━━ Data for this task
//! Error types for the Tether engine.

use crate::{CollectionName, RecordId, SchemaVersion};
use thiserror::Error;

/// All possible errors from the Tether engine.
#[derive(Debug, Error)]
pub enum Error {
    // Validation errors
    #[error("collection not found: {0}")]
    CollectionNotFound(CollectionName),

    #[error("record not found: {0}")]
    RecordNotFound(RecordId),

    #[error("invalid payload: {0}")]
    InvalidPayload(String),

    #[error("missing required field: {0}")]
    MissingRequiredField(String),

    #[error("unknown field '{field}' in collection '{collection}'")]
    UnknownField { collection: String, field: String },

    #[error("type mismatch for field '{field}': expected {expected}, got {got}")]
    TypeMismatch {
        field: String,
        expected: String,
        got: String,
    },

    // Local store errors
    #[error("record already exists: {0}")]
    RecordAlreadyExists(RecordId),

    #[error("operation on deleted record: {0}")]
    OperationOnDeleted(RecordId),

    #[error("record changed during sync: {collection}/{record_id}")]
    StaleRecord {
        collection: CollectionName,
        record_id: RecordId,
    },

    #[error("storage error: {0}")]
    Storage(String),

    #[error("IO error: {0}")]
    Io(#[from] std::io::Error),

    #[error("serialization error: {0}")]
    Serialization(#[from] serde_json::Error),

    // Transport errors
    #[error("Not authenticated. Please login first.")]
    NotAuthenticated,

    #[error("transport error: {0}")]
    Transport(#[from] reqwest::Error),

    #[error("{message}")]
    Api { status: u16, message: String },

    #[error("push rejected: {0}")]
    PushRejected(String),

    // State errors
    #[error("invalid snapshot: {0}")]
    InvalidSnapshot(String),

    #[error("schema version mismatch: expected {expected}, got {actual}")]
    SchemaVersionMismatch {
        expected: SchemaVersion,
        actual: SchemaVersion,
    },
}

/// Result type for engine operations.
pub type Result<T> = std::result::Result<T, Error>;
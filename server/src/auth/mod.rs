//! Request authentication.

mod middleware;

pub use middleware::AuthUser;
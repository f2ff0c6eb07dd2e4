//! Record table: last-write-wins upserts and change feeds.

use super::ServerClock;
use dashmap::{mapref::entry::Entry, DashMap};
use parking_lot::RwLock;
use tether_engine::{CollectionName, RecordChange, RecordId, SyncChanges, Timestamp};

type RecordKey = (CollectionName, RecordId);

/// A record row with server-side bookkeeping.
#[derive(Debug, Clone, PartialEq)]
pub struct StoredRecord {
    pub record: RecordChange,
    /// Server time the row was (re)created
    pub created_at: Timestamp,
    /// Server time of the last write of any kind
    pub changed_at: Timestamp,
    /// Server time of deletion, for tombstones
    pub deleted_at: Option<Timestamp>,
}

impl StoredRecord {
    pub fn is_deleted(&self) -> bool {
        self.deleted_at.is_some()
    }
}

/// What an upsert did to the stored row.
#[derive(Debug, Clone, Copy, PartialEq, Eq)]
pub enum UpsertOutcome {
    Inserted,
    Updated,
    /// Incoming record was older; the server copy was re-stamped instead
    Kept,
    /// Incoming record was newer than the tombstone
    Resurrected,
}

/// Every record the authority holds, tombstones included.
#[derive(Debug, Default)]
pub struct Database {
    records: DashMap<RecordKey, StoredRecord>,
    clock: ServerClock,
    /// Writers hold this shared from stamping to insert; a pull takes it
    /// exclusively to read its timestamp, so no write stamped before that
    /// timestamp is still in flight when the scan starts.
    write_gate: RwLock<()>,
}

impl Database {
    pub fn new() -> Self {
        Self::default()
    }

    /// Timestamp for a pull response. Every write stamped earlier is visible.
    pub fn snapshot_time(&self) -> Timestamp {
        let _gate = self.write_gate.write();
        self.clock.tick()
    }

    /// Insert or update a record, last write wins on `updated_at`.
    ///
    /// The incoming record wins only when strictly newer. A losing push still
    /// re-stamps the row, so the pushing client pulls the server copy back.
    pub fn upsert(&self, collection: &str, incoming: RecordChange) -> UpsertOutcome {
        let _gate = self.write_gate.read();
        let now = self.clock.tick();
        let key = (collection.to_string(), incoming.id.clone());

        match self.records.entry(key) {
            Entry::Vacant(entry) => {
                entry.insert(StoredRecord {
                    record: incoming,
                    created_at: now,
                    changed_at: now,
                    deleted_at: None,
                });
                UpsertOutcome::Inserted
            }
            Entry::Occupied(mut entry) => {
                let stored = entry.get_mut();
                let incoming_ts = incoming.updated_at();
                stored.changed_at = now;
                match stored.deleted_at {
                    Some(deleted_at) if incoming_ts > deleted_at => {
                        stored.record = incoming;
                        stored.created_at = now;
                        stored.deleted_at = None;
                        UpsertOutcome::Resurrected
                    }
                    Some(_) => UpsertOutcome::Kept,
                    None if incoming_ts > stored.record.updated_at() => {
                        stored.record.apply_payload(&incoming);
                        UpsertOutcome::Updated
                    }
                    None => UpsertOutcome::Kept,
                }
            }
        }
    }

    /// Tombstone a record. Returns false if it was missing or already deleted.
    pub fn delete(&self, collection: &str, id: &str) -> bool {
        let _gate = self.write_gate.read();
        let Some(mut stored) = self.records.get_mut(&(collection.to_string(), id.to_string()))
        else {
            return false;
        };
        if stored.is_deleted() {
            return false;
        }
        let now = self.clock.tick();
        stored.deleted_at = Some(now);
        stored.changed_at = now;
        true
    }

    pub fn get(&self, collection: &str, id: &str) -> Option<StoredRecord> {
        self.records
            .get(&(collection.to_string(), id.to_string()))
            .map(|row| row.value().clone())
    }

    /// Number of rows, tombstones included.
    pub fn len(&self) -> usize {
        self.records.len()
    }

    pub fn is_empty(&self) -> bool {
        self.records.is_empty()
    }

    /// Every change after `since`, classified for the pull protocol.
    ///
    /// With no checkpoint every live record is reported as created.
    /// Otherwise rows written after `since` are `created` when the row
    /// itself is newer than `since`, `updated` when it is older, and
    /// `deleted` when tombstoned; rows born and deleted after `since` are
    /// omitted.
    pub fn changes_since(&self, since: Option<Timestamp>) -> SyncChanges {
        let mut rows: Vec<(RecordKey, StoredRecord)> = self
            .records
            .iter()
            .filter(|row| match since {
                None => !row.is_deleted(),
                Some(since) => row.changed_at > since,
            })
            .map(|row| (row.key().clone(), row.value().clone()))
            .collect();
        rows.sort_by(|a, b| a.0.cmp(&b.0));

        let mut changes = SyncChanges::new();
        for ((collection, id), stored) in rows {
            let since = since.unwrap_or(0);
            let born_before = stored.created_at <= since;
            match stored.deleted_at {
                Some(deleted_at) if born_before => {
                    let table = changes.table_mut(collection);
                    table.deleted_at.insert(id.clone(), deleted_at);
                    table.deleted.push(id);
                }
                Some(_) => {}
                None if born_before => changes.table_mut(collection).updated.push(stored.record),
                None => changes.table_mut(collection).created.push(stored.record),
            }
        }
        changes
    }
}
━━━━
━━ Data for this task
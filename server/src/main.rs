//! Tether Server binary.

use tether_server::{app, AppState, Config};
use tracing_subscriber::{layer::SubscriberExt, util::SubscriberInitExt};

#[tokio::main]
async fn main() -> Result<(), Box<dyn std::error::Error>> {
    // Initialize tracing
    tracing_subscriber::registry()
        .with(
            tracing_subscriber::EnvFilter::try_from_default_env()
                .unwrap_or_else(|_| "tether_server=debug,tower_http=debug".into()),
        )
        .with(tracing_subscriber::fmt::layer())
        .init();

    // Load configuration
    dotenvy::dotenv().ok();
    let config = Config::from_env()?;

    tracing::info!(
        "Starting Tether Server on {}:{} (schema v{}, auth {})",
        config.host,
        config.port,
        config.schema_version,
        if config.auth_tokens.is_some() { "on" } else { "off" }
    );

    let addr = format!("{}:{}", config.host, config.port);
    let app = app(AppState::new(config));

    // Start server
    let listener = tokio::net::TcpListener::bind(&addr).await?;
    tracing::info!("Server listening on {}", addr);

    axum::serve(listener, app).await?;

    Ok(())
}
━━━━
━━ Data for this task
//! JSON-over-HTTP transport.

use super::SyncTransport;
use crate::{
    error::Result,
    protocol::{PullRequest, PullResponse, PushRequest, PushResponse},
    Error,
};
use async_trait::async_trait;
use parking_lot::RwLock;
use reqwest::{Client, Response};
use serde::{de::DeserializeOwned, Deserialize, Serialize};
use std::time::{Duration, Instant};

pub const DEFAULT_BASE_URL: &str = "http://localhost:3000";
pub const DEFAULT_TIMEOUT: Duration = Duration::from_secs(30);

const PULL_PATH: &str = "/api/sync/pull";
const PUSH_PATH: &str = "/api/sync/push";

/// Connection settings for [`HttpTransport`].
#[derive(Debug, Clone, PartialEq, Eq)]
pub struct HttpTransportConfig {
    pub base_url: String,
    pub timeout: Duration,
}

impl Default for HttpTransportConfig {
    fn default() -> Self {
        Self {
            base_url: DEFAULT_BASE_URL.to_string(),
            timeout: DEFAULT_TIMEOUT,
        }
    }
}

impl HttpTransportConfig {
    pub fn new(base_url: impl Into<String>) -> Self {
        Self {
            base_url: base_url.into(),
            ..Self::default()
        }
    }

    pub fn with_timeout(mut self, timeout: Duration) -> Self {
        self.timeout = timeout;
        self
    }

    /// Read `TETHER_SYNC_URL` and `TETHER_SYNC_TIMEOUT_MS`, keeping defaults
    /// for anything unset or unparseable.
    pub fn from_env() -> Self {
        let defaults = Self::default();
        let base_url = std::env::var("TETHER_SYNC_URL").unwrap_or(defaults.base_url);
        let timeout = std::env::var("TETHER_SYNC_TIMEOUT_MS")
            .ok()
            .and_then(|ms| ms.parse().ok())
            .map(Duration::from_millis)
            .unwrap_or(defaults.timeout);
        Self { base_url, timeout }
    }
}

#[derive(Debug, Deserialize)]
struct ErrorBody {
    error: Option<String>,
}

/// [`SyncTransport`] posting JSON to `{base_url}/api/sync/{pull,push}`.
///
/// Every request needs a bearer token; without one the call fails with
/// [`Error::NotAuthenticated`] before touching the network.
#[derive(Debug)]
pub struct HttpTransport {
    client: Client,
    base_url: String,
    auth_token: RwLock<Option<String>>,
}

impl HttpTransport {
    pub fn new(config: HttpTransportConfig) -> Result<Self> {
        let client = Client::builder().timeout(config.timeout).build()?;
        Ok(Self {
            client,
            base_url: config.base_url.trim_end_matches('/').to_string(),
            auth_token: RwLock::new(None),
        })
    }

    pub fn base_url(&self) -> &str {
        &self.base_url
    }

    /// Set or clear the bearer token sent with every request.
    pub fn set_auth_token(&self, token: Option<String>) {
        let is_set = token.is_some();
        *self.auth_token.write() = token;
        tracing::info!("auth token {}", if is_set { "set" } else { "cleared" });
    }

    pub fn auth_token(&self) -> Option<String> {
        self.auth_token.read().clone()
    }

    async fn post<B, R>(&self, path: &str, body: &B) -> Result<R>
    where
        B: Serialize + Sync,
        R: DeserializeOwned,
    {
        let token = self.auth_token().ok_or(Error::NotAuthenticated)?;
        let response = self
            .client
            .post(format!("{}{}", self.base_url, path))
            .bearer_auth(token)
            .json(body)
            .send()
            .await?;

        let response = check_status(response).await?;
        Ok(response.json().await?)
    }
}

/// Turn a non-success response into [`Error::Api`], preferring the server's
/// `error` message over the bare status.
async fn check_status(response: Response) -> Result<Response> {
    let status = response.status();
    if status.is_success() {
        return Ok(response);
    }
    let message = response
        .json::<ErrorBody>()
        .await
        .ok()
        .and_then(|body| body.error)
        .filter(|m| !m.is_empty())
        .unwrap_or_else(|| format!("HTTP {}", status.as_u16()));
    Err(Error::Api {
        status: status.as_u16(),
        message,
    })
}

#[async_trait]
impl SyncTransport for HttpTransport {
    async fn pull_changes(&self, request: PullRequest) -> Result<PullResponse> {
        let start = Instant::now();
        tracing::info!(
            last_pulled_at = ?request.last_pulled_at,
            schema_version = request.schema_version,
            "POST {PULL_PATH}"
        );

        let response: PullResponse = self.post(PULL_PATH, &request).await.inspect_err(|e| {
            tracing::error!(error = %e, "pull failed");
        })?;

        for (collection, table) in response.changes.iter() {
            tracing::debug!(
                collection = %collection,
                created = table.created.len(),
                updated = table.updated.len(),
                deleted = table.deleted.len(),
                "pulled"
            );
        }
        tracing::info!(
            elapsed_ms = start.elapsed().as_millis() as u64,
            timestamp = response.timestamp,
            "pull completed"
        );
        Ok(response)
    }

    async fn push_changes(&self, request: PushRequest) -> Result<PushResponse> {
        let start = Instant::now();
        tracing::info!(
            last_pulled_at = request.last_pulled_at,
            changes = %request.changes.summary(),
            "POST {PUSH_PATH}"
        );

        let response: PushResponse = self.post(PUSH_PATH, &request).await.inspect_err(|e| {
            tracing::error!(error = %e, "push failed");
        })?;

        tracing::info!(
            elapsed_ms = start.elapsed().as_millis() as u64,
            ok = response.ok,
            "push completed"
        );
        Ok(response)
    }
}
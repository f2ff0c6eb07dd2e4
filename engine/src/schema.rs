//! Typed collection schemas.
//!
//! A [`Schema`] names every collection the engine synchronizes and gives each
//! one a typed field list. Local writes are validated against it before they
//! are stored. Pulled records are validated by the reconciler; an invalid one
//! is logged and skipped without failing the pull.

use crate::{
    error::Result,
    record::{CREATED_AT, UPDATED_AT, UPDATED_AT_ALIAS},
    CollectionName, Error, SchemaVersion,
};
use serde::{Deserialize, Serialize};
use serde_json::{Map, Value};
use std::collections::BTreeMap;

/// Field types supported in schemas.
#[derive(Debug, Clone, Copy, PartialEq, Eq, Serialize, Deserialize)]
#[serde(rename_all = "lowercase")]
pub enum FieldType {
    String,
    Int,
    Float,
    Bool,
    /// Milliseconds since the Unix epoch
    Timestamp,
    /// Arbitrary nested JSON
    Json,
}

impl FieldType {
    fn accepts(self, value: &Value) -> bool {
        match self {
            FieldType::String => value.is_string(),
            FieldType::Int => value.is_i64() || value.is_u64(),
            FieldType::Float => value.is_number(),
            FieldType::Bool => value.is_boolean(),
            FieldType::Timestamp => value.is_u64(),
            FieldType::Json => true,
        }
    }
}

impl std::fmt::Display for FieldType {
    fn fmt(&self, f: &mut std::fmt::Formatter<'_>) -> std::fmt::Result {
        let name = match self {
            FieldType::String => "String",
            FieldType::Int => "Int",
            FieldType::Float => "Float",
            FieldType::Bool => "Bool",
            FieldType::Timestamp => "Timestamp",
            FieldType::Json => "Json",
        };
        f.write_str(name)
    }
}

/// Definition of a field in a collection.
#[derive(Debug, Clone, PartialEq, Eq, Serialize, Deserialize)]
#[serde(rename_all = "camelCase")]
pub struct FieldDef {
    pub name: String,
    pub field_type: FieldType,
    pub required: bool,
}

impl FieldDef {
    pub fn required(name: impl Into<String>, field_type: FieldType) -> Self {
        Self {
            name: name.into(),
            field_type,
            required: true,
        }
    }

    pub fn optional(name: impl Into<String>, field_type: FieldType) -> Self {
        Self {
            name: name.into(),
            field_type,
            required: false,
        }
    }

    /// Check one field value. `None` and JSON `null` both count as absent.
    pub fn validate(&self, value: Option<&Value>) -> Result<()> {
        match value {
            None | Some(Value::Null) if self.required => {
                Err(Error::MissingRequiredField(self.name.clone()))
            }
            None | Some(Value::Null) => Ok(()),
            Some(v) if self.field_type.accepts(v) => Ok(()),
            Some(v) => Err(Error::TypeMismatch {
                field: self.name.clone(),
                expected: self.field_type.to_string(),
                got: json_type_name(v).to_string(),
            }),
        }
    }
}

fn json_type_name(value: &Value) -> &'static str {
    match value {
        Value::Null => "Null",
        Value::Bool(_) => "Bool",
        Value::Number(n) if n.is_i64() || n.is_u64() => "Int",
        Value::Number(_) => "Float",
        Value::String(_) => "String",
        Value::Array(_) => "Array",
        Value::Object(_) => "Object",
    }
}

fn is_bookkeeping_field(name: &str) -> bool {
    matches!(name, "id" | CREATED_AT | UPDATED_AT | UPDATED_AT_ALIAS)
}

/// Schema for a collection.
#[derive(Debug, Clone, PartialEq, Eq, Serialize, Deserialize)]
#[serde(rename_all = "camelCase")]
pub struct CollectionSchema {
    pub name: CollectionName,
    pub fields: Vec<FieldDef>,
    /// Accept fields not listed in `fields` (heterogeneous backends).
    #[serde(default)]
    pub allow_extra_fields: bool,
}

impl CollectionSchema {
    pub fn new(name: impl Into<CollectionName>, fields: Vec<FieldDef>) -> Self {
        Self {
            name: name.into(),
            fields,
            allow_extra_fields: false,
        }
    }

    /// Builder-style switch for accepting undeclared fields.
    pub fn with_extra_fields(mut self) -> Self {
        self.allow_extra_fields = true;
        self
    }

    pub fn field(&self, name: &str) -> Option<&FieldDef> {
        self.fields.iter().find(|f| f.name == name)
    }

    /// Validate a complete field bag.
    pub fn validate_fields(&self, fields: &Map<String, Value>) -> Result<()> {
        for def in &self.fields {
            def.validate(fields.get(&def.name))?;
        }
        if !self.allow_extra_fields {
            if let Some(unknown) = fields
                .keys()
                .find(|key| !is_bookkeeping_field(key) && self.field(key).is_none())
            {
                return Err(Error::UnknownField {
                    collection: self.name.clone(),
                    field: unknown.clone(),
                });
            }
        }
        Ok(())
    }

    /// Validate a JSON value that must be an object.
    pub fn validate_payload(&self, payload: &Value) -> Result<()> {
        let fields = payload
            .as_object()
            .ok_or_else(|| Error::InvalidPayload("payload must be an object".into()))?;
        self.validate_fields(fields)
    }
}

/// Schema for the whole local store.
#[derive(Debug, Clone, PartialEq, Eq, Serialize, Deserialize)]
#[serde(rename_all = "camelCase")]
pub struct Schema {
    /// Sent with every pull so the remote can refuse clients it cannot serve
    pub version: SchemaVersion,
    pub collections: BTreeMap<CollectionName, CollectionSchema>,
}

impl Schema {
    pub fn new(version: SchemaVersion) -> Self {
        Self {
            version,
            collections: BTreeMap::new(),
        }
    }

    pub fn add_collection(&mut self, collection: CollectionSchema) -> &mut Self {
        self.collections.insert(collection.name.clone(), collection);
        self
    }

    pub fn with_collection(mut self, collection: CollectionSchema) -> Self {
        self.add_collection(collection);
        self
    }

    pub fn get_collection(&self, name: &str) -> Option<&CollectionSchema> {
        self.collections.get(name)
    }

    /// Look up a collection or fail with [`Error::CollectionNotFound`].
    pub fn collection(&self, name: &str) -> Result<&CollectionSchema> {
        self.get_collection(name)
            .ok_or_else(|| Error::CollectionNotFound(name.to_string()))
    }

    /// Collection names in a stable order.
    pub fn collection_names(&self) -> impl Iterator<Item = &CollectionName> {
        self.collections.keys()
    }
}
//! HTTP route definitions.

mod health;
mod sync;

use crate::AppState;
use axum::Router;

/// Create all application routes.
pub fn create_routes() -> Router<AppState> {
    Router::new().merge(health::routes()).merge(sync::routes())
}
━━━━
List the lines of the entries that include "axum".

    axum::serve(listener, app).await?;
use axum::Router;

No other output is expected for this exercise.